### Work item
Return every line below in which "const" appears.

◆ ◆ ◆ ◆ ◆

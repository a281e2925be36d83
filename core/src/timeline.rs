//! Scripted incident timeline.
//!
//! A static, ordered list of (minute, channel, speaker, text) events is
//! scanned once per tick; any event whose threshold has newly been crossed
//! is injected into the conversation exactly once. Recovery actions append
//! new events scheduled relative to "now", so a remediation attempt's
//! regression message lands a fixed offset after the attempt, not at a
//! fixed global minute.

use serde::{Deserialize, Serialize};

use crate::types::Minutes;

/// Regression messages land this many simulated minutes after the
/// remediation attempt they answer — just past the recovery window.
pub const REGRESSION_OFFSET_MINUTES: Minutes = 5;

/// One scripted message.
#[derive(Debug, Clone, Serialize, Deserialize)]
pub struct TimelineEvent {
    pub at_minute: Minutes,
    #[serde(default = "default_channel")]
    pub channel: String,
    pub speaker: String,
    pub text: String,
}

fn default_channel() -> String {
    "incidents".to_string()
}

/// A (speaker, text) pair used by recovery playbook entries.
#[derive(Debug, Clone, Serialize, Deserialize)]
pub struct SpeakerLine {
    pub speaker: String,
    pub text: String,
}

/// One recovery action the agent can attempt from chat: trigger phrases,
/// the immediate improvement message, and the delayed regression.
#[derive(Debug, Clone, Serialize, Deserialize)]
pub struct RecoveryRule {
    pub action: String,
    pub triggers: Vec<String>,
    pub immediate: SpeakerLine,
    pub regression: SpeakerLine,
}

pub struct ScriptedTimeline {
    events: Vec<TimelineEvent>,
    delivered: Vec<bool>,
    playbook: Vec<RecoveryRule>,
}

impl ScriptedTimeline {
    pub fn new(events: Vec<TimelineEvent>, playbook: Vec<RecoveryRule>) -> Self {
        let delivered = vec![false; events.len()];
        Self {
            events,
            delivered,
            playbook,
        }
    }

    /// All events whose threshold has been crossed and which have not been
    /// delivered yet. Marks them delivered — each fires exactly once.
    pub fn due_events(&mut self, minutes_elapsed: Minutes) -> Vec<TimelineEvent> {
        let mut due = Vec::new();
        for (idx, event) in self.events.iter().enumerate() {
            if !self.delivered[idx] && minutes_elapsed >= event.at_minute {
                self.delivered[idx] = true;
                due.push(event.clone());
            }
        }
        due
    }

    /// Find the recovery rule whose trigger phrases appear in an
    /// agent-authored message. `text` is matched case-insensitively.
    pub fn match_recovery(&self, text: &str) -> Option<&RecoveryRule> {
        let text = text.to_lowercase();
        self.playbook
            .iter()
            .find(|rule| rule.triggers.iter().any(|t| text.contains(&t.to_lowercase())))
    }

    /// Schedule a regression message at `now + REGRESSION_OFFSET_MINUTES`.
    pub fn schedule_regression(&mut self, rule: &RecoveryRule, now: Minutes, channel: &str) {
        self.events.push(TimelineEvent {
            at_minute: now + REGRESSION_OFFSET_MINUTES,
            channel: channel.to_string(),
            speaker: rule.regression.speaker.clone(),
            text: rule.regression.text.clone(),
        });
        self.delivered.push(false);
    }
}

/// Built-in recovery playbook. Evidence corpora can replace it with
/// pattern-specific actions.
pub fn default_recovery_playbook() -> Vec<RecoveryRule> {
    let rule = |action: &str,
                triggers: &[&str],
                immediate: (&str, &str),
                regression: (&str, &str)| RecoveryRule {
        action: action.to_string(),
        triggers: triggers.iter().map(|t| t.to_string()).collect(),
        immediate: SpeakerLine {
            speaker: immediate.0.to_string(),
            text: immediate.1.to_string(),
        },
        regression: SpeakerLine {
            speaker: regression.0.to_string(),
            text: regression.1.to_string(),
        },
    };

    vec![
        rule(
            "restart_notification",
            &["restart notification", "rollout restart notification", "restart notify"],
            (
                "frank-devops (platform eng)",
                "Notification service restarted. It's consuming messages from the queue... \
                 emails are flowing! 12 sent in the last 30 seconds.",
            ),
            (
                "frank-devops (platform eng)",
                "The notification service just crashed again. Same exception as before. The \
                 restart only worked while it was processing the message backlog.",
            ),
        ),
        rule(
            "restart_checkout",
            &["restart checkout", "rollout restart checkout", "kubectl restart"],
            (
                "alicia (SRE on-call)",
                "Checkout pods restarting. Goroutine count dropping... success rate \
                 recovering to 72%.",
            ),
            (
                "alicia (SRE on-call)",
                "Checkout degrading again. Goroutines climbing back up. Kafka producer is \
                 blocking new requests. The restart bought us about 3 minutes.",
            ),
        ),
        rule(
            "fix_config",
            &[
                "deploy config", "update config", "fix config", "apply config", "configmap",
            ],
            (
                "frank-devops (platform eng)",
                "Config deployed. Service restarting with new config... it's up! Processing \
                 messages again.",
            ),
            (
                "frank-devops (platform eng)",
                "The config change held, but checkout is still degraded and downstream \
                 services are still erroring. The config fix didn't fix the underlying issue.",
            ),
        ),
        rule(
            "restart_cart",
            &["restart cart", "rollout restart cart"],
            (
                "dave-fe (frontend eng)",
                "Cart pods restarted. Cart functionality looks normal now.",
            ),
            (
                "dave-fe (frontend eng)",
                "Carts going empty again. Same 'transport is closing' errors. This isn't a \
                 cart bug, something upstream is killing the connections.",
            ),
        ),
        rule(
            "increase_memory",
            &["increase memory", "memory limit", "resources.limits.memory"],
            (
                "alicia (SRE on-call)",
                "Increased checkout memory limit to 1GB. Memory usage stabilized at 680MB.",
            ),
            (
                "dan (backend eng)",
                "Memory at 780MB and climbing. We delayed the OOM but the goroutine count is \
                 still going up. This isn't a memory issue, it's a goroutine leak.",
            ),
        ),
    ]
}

◆ ◆ ◆ ◆ ◆

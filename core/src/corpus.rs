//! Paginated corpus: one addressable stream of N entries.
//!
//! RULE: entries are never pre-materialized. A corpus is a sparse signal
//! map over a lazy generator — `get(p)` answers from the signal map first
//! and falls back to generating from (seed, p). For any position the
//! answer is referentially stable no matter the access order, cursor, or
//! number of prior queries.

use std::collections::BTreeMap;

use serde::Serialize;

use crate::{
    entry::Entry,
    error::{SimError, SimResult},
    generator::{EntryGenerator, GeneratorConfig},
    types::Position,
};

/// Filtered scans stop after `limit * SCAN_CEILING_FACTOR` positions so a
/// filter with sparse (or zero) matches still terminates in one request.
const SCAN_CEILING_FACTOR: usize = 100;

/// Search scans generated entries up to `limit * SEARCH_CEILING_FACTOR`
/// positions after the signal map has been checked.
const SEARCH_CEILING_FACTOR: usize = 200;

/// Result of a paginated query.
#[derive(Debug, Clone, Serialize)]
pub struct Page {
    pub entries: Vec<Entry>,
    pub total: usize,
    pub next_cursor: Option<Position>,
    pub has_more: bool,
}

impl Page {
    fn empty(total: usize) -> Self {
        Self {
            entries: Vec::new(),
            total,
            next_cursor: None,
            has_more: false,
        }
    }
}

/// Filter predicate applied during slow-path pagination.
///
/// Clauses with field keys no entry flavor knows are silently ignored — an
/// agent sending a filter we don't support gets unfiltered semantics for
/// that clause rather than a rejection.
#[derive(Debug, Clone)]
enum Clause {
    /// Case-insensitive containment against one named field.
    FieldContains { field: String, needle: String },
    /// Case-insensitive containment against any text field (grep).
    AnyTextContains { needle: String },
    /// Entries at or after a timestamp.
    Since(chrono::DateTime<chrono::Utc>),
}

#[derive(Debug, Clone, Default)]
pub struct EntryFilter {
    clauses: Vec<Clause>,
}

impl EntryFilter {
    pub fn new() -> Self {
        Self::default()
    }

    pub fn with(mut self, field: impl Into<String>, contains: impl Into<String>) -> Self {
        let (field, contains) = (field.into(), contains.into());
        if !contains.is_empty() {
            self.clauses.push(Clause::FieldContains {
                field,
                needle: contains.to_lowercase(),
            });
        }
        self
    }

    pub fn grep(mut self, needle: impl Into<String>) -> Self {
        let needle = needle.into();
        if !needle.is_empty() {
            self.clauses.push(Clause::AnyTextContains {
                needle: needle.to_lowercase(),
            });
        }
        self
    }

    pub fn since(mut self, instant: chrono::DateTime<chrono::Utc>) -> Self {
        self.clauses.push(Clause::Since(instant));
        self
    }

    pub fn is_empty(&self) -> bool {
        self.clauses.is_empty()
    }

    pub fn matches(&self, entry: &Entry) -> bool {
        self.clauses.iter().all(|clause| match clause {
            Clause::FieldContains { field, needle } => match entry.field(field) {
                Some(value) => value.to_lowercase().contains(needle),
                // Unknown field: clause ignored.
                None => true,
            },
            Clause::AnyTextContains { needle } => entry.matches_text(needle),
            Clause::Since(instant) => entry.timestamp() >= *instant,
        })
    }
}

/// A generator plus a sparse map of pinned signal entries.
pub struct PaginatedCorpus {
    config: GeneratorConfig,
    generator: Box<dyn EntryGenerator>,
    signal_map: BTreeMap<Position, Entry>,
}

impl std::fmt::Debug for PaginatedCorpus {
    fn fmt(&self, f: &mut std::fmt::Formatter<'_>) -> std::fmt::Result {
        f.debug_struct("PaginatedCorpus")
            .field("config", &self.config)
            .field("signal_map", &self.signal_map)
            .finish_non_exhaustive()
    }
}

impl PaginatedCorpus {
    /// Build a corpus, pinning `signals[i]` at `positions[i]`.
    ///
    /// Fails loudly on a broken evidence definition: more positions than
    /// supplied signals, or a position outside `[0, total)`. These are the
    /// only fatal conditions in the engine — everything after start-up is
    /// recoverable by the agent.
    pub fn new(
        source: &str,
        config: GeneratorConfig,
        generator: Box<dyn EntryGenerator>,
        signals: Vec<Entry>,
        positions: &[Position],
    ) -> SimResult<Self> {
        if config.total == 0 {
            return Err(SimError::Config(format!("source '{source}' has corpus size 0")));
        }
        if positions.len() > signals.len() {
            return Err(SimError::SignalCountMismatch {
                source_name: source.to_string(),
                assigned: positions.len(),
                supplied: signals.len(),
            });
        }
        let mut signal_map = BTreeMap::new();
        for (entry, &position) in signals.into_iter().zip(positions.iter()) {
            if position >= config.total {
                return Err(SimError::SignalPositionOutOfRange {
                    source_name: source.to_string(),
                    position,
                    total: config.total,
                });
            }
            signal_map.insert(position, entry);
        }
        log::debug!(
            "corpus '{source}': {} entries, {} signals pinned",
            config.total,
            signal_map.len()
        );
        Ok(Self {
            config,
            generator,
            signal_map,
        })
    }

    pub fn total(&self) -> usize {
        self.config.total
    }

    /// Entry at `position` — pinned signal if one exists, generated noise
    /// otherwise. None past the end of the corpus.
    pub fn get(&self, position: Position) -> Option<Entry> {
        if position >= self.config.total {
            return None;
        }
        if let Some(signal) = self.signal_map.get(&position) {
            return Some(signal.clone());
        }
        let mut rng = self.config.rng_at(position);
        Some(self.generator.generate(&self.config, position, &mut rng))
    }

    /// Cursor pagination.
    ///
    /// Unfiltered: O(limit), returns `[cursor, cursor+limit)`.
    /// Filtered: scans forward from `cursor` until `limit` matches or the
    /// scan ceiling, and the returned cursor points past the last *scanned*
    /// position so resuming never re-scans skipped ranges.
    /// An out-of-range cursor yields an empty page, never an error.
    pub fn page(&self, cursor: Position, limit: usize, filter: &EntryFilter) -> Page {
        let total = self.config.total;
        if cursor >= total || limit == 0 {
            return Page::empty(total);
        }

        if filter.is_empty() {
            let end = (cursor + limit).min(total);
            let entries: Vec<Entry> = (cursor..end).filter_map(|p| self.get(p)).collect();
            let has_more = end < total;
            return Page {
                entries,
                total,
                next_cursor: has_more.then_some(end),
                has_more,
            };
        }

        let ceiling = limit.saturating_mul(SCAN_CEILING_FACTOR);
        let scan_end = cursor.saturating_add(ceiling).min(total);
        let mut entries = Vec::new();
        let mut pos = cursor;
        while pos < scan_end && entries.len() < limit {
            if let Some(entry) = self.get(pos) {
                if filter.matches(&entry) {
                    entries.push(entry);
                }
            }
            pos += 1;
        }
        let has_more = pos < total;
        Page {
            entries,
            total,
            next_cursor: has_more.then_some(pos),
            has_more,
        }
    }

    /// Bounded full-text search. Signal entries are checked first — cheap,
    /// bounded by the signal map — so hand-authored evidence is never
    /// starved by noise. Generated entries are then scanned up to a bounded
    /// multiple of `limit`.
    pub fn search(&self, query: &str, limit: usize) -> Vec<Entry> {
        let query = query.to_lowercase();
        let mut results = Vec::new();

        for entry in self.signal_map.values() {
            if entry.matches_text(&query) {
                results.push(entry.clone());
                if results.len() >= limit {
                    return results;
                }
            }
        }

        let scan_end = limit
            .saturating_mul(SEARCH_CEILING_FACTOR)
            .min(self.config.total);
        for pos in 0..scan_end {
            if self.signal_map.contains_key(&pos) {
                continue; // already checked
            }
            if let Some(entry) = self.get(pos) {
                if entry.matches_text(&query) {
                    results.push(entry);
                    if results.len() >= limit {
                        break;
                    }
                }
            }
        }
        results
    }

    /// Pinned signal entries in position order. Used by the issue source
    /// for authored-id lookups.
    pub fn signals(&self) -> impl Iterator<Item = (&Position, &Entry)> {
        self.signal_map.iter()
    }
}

◆ ◆ ◆ ◆ ◆

### Answer below
pub const REGRESSION_OFFSET_MINUTES: Minutes = 5;
const SCAN_CEILING_FACTOR: usize = 100;
const SEARCH_CEILING_FACTOR: usize = 200;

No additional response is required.